Task data -

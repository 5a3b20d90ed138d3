//! In-memory StateRepository implementation for tests and local runs.

use std::collections::BTreeMap;
use std::collections::btree_map::Entry;
use std::sync::RwLock;

use raid_core::GameState;

use super::{RepositoryError, Result, StateRepository};

/// Keeps every committed state in a nonce-ordered map.
#[derive(Default)]
pub struct InMemoryStateRepo {
    states: RwLock<BTreeMap<u64, GameState>>,
}

impl InMemoryStateRepo {
    pub fn new() -> Self {
        Self::default()
    }
}

impl StateRepository for InMemoryStateRepo {
    fn save(&self, nonce: u64, state: &GameState) -> Result<()> {
        let mut states = self
            .states
            .write()
            .map_err(|_| RepositoryError::LockPoisoned)?;
        match states.entry(nonce) {
            Entry::Occupied(_) => Err(RepositoryError::Conflict { nonce }),
            Entry::Vacant(slot) => {
                slot.insert(state.clone());
                Ok(())
            }
        }
    }

    fn load(&self, nonce: u64) -> Result<Option<GameState>> {
        let states = self
            .states
            .read()
            .map_err(|_| RepositoryError::LockPoisoned)?;
        Ok(states.get(&nonce).cloned())
    }

    fn exists(&self, nonce: u64) -> bool {
        self.states
            .read()
            .map(|states| states.contains_key(&nonce))
            .unwrap_or(false)
    }

    fn delete(&self, nonce: u64) -> Result<()> {
        let mut states = self
            .states
            .write()
            .map_err(|_| RepositoryError::LockPoisoned)?;
        states.remove(&nonce);
        Ok(())
    }

    fn list_nonces(&self) -> Result<Vec<u64>> {
        let states = self
            .states
            .read()
            .map_err(|_| RepositoryError::LockPoisoned)?;
        Ok(states.keys().copied().collect())
    }
}
//! Sequence-bound checksums.
//!
//! Move packets carry a one byte checksum over their payload that is salted
//! with bytes chosen by the packet's outgoing sequence number. A replayed or
//! edited packet fails the check on the receiving side unless the attacker
//! also knows the salt table and the exact sequence it will be read under.

/// CRC-16/CCITT initial value.
const CRC_INIT: u16 = 0xffff;
const CRC_POLY: u16 = 0x1021;

/// Payload bytes beyond this are not covered.
pub const MAX_CHECKSUM_LEN: usize = 60;

const SALT_LEN: usize = 1024;

static CRC_TABLE: [u16; 256] = build_crc_table();
static SALT_TABLE: [u8; SALT_LEN] = build_salt_table();

const fn build_crc_table() -> [u16; 256] {
    let mut table = [0u16; 256];
    let mut i = 0;
    while i < 256 {
        let mut crc = (i as u16) << 8;
        let mut bit = 0;
        while bit < 8 {
            crc = if crc & 0x8000 != 0 {
                (crc << 1) ^ CRC_POLY
            } else {
                crc << 1
            };
            bit += 1;
        }
        table[i] = crc;
        i += 1;
    }
    table
}

// Fixed xorshift stream; both ends must build the same table.
const fn build_salt_table() -> [u8; SALT_LEN] {
    let mut table = [0u8; SALT_LEN];
    let mut state: u32 = 0x9e37_79b9;
    let mut i = 0;
    while i < SALT_LEN {
        state ^= state << 13;
        state ^= state >> 17;
        state ^= state << 5;
        table[i] = (state >> 24) as u8;
        i += 1;
    }
    table
}

/// CRC-16/CCITT over `data`.
pub fn crc16(data: &[u8]) -> u16 {
    data.iter().fold(CRC_INIT, |crc, &b| {
        (crc << 8) ^ CRC_TABLE[((crc >> 8) as u8 ^ b) as usize]
    })
}

/// Checksum byte for `payload` sent under `sequence`.
pub fn sequence_crc_byte(payload: &[u8], sequence: u32) -> u8 {
    let offset = sequence as usize % (SALT_LEN - 4);
    let salt = &SALT_TABLE[offset..offset + 4];

    let len = payload.len().min(MAX_CHECKSUM_LEN);
    let mut block = [0u8; MAX_CHECKSUM_LEN + 4];
    block[..len].copy_from_slice(&payload[..len]);
    block[len..len + 4].copy_from_slice(salt);
    let block = &block[..len + 4];

    let sum = block.iter().fold(0u32, |acc, &b| acc.wrapping_add(b as u32));
    ((crc16(block) as u32 ^ sum) & 0xff) as u8
}

#[cfg(test)]
mod tests {
    use super::*;

    #[test]
    fn crc16_ccitt_check_value() {
        assert_eq!(crc16(b"123456789"), 0x29b1);
        assert_eq!(crc16(&[]), CRC_INIT);
    }

    #[test]
    fn checksum_depends_on_sequence() {
        let payload = [1u8, 2, 3, 4, 5, 6, 7, 8];
        let distinct: std::collections::HashSet<u8> = (0..64)
            .map(|seq| sequence_crc_byte(&payload, seq))
            .collect();
        assert!(distinct.len() > 16, "salt barely varies: {}", distinct.len());
    }

    #[test]
    fn checksum_is_deterministic() {
        let payload = b"move packet body";
        assert_eq!(sequence_crc_byte(payload, 77), sequence_crc_byte(payload, 77));
    }

    #[test]
    fn bytes_past_limit_are_ignored() {
        let mut a = vec![7u8; 80];
        let b = a.clone();
        a[70] = 0;
        assert_eq!(sequence_crc_byte(&a, 3), sequence_crc_byte(&b, 3));
        a[10] = 0;
        assert_ne!(sequence_crc_byte(&a, 3), sequence_crc_byte(&b, 3));
    }
}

Work request - Would you please transcribe all of the entries above exactly?

Response to this task -
repository 5a3b20d90ed138d3
//! In-memory StateRepository implementation for tests and local runs.

use std::collections::BTreeMap;
use std::collections::btree_map::Entry;
use std::sync::RwLock;

use raid_core::GameState;

use super::{RepositoryError, Result, StateRepository};

/// Keeps every committed state in a nonce-ordered map.
#[derive(Default)]
pub struct InMemoryStateRepo {
    states: RwLock<BTreeMap<u64, GameState>>,
}

impl InMemoryStateRepo {
    pub fn new() -> Self {
        Self::default()
    }
}

impl StateRepository for InMemoryStateRepo {
    fn save(&self, nonce: u64, state: &GameState) -> Result<()> {
        let mut states = self
            .states
            .write()
            .map_err(|_| RepositoryError::LockPoisoned)?;
        match states.entry(nonce) {
            Entry::Occupied(_) => Err(RepositoryError::Conflict { nonce }),
            Entry::Vacant(slot) => {
                slot.insert(state.clone());
                Ok(())
            }
        }
    }

    fn load(&self, nonce: u64) -> Result<Option<GameState>> {
        let states = self
            .states
            .read()
            .map_err(|_| RepositoryError::LockPoisoned)?;
        Ok(states.get(&nonce).cloned())
    }

    fn exists(&self, nonce: u64) -> bool {
        self.states
            .read()
            .map(|states| states.contains_key(&nonce))
            .unwrap_or(false)
    }

    fn delete(&self, nonce: u64) -> Result<()> {
        let mut states = self
            .states
            .write()
            .map_err(|_| RepositoryError::LockPoisoned)?;
        states.remove(&nonce);
        Ok(())
    }

    fn list_nonces(&self) -> Result<Vec<u64>> {
        let states = self
            .states
            .read()
            .map_err(|_| RepositoryError::LockPoisoned)?;
        Ok(states.keys().copied().collect())
    }
}
//! Sequence-bound checksums.
//!
//! Move packets carry a one byte checksum over their payload that is salted
//! with bytes chosen by the packet's outgoing sequence number. A replayed or
//! edited packet fails the check on the receiving side unless the attacker
//! also knows the salt table and the exact sequence it will be read under.

/// CRC-16/CCITT initial value.
const CRC_INIT: u16 = 0xffff;
const CRC_POLY: u16 = 0x1021;

/// Payload bytes beyond this are not covered.
pub const MAX_CHECKSUM_LEN: usize = 60;

const SALT_LEN: usize = 1024;

static CRC_TABLE: [u16; 256] = build_crc_table();
static SALT_TABLE: [u8; SALT_LEN] = build_salt_table();

const fn build_crc_table() -> [u16; 256] {
    let mut table = [0u16; 256];
    let mut i = 0;
    while i < 256 {
        let mut crc = (i as u16) << 8;
        let mut bit = 0;
        while bit < 8 {
            crc = if crc & 0x8000 != 0 {
                (crc << 1) ^ CRC_POLY
            } else {
                crc << 1
            };
            bit += 1;
        }
        table[i] = crc;
        i += 1;
    }
    table
}

// Fixed xorshift stream; both ends must build the same table.
const fn build_salt_table() -> [u8; SALT_LEN] {
    let mut table = [0u8; SALT_LEN];
    let mut state: u32 = 0x9e37_79b9;
    let mut i = 0;
    while i < SALT_LEN {
        state ^= state << 13;
        state ^= state >> 17;
        state ^= state << 5;
        table[i] = (state >> 24) as u8;
        i += 1;
    }
    table
}

/// CRC-16/CCITT over `data`.
pub fn crc16(data: &[u8]) -> u16 {
    data.iter().fold(CRC_INIT, |crc, &b| {
        (crc << 8) ^ CRC_TABLE[((crc >> 8) as u8 ^ b) as usize]
    })
}

/// Checksum byte for `payload` sent under `sequence`.
pub fn sequence_crc_byte(payload: &[u8], sequence: u32) -> u8 {
    let offset = sequence as usize % (SALT_LEN - 4);
    let salt = &SALT_TABLE[offset..offset + 4];

    let len = payload.len().min(MAX_CHECKSUM_LEN);
    let mut block = [0u8; MAX_CHECKSUM_LEN + 4];
    block[..len].copy_from_slice(&payload[..len]);
    block[len..len + 4].copy_from_slice(salt);
    let block = &block[..len + 4];

    let sum = block.iter().fold(0u32, |acc, &b| acc.wrapping_add(b as u32));
    ((crc16(block) as u32 ^ sum) & 0xff) as u8
}

#[cfg(test)]
mod tests {
    use super::*;

    #[test]
    fn crc16_ccitt_check_value() {
        assert_eq!(crc16(b"123456789"), 0x29b1);
        assert_eq!(crc16(&[]), CRC_INIT);
    }

    #[test]
    fn checksum_depends_on_sequence() {
        let payload = [1u8, 2, 3, 4, 5, 6, 7, 8];
        let distinct: std::collections::HashSet<u8> = (0..64)
            .map(|seq| sequence_crc_byte(&payload, seq))
            .collect();
        assert!(distinct.len() > 16, "salt barely varies: {}", distinct.len());
    }

    #[test]
    fn checksum_is_deterministic() {
        let payload = b"move packet body";
        assert_eq!(sequence_crc_byte(payload, 77), sequence_crc_byte(payload, 77));
    }

    #[test]
    fn bytes_past_limit_are_ignored() {
        let mut a = vec![7u8; 80];
        let b = a.clone();
        a[70] = 0;
        assert_eq!(sequence_crc_byte(&a, 3), sequence_crc_byte(&b, 3));
        a[10] = 0;
        assert_ne!(sequence_crc_byte(&a, 3), sequence_crc_byte(&b, 3));
    }
}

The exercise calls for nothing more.